## Your instructions
Transcribe, verbatim, every line from the start of the entries through the line that contains "delayed stream resetter"; include both boundary lines and omit all others.

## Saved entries

_ _ _ _

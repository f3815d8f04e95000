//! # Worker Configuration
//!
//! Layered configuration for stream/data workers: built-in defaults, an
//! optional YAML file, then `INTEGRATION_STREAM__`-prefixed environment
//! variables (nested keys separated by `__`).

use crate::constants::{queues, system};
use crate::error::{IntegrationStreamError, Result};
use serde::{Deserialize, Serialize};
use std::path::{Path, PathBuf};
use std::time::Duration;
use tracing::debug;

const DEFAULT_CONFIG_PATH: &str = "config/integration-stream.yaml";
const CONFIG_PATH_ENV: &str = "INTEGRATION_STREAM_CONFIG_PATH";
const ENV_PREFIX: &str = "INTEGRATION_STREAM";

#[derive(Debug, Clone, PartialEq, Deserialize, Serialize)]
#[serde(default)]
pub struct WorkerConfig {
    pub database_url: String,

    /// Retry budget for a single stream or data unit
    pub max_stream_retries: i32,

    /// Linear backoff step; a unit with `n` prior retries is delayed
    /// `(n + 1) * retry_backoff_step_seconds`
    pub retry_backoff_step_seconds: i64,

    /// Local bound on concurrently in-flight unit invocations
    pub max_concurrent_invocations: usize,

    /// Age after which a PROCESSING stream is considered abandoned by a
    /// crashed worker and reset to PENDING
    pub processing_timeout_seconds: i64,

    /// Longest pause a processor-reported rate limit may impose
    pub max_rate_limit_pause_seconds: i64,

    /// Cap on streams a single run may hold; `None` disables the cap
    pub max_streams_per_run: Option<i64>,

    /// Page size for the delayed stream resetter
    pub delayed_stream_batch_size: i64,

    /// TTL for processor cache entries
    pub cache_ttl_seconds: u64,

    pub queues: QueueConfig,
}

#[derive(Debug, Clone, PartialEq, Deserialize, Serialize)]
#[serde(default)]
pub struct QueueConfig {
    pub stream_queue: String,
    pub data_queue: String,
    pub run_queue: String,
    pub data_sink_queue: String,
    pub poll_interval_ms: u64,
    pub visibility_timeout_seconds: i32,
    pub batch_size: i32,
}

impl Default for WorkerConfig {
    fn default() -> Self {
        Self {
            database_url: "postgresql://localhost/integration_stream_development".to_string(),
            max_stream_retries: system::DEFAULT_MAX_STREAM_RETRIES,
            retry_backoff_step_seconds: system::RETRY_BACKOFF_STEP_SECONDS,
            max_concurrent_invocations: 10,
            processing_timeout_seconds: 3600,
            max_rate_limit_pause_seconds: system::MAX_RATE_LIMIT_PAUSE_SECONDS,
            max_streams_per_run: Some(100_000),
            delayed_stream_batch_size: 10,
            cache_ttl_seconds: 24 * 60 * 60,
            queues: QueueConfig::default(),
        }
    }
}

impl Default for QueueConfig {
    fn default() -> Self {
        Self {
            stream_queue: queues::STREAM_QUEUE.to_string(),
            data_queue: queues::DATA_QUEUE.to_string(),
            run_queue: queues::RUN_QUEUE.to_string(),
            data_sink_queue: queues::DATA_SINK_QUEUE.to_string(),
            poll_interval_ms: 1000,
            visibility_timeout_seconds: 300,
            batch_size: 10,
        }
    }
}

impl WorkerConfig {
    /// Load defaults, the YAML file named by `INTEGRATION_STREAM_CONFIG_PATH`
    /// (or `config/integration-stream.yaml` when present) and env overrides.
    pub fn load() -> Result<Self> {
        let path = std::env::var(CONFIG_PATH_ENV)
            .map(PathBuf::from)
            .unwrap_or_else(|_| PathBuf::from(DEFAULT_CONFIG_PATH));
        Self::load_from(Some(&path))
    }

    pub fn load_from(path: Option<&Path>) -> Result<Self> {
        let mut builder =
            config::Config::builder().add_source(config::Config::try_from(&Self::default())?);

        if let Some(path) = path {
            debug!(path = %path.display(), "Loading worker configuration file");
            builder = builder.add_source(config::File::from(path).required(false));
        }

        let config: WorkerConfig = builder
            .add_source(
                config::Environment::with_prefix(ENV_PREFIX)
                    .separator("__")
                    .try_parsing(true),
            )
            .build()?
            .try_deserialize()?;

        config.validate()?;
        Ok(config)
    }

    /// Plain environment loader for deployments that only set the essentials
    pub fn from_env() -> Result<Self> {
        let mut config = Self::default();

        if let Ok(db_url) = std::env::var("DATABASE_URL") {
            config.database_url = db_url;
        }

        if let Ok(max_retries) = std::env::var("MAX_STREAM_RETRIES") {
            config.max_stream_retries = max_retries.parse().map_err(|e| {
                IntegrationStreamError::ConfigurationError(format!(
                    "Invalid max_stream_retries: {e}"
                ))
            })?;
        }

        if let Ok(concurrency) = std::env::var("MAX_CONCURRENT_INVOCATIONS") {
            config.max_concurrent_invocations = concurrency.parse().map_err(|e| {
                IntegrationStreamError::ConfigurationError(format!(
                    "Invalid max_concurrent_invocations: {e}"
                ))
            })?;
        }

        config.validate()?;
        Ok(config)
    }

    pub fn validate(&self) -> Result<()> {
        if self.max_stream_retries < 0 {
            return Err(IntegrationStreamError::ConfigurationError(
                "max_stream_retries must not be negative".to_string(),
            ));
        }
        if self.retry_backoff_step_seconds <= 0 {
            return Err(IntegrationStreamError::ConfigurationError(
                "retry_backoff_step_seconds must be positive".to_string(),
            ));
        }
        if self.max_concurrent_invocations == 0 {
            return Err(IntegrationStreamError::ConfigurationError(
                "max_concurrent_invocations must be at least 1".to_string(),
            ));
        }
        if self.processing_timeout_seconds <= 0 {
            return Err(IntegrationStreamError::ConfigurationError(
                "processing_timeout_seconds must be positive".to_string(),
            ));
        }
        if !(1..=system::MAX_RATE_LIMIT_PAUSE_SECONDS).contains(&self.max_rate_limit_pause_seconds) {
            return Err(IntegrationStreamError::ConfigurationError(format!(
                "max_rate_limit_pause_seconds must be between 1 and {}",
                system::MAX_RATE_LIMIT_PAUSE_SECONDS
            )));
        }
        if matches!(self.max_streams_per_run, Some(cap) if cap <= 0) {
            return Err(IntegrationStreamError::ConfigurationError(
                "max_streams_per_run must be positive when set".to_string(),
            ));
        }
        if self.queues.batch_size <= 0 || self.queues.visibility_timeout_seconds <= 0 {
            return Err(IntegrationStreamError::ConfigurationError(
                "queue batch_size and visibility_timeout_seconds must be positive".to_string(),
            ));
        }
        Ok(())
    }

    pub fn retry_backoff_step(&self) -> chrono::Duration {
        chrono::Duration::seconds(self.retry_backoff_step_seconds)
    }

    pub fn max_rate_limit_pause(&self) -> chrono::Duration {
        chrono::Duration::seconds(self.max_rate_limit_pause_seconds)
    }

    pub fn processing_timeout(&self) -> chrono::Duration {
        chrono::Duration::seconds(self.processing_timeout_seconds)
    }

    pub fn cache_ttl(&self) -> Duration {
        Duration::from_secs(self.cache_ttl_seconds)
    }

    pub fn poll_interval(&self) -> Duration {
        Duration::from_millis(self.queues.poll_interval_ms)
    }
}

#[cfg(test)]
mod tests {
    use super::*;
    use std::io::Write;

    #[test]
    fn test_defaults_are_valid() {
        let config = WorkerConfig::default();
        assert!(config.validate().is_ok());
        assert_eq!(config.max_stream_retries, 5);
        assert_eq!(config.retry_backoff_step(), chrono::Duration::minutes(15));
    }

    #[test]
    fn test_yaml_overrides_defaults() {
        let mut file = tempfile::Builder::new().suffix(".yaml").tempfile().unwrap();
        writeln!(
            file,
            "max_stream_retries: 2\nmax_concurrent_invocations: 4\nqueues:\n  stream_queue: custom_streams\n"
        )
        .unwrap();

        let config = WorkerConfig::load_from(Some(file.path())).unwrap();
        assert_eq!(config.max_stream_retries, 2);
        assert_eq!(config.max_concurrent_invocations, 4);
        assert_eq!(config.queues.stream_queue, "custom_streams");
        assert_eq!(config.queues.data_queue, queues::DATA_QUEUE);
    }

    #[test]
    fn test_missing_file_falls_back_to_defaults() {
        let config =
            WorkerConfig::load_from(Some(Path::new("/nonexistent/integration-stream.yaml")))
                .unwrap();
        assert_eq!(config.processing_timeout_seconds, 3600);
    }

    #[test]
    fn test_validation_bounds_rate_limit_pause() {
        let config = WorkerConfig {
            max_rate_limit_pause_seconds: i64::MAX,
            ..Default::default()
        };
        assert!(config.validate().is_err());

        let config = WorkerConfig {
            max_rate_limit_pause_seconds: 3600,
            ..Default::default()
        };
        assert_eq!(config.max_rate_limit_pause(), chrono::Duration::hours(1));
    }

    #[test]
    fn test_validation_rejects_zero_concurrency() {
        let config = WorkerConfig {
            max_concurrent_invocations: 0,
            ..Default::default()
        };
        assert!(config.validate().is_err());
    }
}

_ _ _ _

## Expected output
repository f3815d8f04e95000
//! # Worker Configuration
//!
//! Layered configuration for stream/data workers: built-in defaults, an
//! optional YAML file, then `INTEGRATION_STREAM__`-prefixed environment
//! variables (nested keys separated by `__`).

use crate::constants::{queues, system};
use crate::error::{IntegrationStreamError, Result};
use serde::{Deserialize, Serialize};
use std::path::{Path, PathBuf};
use std::time::Duration;
use tracing::debug;

const DEFAULT_CONFIG_PATH: &str = "config/integration-stream.yaml";
const CONFIG_PATH_ENV: &str = "INTEGRATION_STREAM_CONFIG_PATH";
const ENV_PREFIX: &str = "INTEGRATION_STREAM";

#[derive(Debug, Clone, PartialEq, Deserialize, Serialize)]
#[serde(default)]
pub struct WorkerConfig {
    pub database_url: String,

    /// Retry budget for a single stream or data unit
    pub max_stream_retries: i32,

    /// Linear backoff step; a unit with `n` prior retries is delayed
    /// `(n + 1) * retry_backoff_step_seconds`
    pub retry_backoff_step_seconds: i64,

    /// Local bound on concurrently in-flight unit invocations
    pub max_concurrent_invocations: usize,

    /// Age after which a PROCESSING stream is considered abandoned by a
    /// crashed worker and reset to PENDING
    pub processing_timeout_seconds: i64,

    /// Longest pause a processor-reported rate limit may impose
    pub max_rate_limit_pause_seconds: i64,

    /// Cap on streams a single run may hold; `None` disables the cap
    pub max_streams_per_run: Option<i64>,

    /// Page size for the delayed stream resetter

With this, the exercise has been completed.